Ya para entonces estaba bien despierto. Nunca había visto algo así. Las tripas despedían calor. De día, cuando a veces acompañaba a su madre de compras, uno tropezaba con olores rancios, o efluvios de las alcantarillas donde se pudrían carne y legumbres, pero por lo general era un sitio agradable, con floristas que ofrecían rosas y flores exóticas del trópico. Le gustaba husmear entre las vendedoras de especias. Formidable variedad de colores. Y el delicioso aroma del comino molido, orégano, la fuerte nuez moscada. Pero esto era inenarrable, casi pesadilla. Campo de concentración a la intemperie.

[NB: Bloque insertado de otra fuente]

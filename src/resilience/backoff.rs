//! Exponential backoff with jitter for retried downstream calls.

use std::time::Duration;

use rand::Rng;

use crate::config::RetryConfig;

/// Delay before retry number `retry` (1-based): `base * 2^(retry-1)`, capped,
/// plus up to 10% jitter so retries from many requests do not line up.
pub fn backoff_delay(retry: u32, config: &RetryConfig) -> Duration {
    if retry == 0 {
        return Duration::ZERO;
    }

    let capped = config
        .base_delay_ms
        .saturating_mul(1u64 << (retry - 1).min(32))
        .min(config.max_delay_ms);

    let jitter = match capped / 10 {
        0 => 0,
        range => rand::thread_rng().gen_range(0..range),
    };

    Duration::from_millis(capped + jitter)
}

Media hora duraría el drama. No tenía reloj. La última vez, borracho, no muy lejos de allí, tomó un taxi con las monedas que ocultara de sus amigos. Despertó con los empellones del cholo diciéndole que habían llegado. Pagó. Frente al espejo de azulejos verde claros, escuchando la calma de la familia dormida se dio cuenta que no llevaba reloj. Hijo de puta, me robó cuando dormía. Era Cochabamba, la guerra del fin del mundo bajo un sol envidiable, un clima paradisíaco, árboles y acequias. Media hora y no quedó tripa suelta. Habían barrido con todo. El mercado despertaba. Esos vientres de vaca y demás partes, revolcados en el piso con orín y mierda que la noche dejaba en las rutas de la ciudad, hervían en cacerolas, sopas, se convertían en chorizos para alimentar la pantagruélica hambre de un pueblo mestizo, acostumbrado a comer y cagar, y a nada más, como decía su padre.